Data entries:
┌──

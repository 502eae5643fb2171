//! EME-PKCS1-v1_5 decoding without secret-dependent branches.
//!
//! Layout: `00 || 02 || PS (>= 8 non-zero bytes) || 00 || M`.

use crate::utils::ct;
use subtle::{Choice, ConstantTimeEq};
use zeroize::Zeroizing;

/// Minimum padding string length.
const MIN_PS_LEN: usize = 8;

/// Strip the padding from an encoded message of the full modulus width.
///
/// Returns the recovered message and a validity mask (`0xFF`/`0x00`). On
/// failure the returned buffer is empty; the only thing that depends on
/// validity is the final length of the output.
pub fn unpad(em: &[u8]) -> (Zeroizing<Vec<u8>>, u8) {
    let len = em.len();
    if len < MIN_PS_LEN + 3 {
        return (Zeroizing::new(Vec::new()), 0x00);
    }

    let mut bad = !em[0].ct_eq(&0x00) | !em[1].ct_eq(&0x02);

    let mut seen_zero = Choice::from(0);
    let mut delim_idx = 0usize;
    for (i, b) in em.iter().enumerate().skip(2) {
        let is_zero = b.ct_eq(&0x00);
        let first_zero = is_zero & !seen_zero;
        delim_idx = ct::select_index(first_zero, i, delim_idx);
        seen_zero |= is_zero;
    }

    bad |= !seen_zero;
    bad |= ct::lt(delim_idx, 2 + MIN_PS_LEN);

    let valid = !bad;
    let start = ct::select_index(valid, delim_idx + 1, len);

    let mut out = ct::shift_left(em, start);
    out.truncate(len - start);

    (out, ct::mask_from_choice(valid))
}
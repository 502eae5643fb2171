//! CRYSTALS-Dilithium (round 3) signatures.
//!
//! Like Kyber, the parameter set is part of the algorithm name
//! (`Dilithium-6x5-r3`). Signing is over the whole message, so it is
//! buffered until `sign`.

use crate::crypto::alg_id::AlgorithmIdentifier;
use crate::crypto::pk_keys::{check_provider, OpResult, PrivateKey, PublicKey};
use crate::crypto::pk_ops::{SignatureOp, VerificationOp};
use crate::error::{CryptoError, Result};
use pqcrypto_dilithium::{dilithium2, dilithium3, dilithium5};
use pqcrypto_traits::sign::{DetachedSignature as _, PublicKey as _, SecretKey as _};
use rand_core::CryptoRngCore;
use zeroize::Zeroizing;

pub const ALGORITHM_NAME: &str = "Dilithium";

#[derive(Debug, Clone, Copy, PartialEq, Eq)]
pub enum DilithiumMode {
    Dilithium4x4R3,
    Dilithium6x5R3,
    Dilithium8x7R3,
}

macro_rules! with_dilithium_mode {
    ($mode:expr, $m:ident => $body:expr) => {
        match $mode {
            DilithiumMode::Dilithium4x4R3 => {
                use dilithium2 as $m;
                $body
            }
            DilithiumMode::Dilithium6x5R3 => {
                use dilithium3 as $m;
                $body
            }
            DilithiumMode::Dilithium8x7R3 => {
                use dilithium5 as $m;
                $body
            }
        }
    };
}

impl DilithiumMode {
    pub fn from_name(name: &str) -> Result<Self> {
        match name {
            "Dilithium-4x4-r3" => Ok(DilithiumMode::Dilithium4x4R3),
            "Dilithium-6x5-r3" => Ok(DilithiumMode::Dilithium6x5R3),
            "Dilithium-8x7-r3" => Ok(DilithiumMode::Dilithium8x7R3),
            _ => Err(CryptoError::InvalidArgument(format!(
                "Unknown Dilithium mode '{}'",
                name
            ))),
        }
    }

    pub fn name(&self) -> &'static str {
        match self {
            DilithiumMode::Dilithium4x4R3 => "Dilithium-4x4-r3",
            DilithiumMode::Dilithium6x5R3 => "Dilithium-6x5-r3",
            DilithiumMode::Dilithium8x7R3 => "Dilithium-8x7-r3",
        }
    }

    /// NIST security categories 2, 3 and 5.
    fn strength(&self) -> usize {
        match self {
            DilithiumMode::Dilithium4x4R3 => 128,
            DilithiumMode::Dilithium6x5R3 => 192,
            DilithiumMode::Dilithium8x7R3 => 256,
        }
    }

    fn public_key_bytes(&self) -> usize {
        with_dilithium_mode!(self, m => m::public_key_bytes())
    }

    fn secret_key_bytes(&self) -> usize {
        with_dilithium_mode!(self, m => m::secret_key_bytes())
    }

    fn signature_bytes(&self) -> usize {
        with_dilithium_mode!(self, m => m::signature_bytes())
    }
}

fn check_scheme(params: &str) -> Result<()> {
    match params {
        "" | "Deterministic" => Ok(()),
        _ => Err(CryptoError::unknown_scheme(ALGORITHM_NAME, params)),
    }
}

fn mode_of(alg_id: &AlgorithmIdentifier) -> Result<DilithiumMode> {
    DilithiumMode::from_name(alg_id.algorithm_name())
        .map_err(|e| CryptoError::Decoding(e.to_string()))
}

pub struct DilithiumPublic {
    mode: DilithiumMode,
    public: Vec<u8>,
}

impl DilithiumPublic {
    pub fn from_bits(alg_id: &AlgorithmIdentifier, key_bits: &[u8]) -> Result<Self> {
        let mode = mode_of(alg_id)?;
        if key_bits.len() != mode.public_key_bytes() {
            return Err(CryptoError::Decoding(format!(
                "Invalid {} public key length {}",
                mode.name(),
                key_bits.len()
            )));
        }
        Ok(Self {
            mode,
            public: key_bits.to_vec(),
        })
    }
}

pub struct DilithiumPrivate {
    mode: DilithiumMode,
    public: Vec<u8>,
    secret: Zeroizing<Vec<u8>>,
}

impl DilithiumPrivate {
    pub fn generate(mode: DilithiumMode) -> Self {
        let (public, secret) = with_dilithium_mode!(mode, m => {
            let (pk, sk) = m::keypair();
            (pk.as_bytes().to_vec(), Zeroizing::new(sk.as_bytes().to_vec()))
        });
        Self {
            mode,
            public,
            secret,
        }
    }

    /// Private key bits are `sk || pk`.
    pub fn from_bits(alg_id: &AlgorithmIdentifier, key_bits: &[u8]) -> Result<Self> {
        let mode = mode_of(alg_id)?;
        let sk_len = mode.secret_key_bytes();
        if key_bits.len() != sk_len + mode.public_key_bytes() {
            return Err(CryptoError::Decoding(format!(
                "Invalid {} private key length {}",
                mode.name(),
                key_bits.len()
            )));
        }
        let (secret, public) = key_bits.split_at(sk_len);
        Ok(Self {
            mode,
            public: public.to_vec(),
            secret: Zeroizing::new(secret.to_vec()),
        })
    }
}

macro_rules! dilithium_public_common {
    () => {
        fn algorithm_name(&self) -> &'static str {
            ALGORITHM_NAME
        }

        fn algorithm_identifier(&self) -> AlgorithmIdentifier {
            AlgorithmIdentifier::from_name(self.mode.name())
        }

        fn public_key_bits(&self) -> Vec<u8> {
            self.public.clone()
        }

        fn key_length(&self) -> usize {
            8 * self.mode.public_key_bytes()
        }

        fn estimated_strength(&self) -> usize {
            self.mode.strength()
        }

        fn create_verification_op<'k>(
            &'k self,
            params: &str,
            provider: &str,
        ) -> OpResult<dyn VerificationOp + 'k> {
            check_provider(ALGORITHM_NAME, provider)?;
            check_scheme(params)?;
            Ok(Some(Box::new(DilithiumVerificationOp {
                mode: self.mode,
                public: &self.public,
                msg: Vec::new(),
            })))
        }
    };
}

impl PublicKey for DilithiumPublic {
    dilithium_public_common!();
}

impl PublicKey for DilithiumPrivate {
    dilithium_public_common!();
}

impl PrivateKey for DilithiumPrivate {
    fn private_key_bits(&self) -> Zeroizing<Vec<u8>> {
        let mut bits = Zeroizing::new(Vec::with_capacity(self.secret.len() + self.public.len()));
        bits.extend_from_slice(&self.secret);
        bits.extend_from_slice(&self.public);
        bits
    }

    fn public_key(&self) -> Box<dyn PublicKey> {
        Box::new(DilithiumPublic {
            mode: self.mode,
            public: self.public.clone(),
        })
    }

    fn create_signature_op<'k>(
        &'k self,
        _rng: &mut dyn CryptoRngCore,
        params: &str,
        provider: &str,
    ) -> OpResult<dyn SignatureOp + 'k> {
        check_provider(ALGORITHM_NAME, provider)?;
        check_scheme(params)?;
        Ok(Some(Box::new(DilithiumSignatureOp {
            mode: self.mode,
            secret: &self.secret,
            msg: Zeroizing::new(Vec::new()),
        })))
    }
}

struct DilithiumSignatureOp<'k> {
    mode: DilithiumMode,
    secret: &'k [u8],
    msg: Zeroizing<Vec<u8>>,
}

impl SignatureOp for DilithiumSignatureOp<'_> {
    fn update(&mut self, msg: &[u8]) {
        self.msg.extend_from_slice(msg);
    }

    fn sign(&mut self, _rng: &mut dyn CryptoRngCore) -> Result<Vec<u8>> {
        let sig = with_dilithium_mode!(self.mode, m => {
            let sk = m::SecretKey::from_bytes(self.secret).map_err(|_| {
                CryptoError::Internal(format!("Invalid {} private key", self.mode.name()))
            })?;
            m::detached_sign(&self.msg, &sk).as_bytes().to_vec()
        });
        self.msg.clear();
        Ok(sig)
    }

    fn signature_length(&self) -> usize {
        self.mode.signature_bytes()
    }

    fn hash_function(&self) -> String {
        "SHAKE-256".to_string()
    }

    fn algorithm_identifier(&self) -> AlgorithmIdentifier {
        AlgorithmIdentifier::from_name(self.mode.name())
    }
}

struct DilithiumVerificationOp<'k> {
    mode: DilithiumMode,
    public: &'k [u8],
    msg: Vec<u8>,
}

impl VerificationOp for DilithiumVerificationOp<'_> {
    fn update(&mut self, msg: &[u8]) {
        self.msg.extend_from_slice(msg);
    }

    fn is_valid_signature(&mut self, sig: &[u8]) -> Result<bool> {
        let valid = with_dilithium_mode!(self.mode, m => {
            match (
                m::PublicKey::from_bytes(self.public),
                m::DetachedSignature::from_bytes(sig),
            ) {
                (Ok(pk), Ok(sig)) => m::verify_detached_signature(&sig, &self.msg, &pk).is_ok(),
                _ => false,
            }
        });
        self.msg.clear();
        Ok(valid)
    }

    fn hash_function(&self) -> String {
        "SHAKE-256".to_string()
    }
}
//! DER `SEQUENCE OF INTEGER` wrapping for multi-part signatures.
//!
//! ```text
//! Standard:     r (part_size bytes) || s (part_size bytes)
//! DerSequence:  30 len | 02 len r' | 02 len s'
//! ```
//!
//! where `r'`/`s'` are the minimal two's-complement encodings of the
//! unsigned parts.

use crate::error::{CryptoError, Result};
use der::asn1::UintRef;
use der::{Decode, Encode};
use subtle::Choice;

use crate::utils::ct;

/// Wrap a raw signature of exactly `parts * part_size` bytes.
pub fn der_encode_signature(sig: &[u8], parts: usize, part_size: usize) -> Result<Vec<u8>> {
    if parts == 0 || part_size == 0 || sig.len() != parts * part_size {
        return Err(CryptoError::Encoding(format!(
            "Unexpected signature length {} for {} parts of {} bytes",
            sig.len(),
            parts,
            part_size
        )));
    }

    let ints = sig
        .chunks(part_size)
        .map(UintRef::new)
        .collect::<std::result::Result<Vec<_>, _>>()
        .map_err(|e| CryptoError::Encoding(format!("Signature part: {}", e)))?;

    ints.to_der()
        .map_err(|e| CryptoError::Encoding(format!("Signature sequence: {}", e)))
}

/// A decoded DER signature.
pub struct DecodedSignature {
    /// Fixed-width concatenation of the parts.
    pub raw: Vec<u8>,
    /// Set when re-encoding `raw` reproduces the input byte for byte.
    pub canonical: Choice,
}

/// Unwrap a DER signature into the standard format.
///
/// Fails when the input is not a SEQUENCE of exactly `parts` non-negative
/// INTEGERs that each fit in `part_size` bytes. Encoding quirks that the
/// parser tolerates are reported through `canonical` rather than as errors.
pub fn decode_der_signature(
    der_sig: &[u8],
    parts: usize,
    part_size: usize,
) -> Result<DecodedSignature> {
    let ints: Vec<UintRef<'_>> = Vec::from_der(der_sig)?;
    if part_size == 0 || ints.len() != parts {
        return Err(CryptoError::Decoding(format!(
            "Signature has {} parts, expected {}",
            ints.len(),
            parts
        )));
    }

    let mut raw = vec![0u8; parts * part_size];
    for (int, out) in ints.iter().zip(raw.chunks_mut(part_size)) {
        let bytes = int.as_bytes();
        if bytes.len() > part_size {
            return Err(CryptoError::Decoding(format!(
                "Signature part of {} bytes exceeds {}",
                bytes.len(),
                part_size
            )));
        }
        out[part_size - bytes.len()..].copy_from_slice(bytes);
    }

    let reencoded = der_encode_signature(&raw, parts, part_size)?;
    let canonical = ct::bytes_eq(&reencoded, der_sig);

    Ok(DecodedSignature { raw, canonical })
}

└──

**PROBLEM DESCRIPTION**
State how many lines of the records above contain the word "Zeroizing", and give only that number.

**RESULT**
11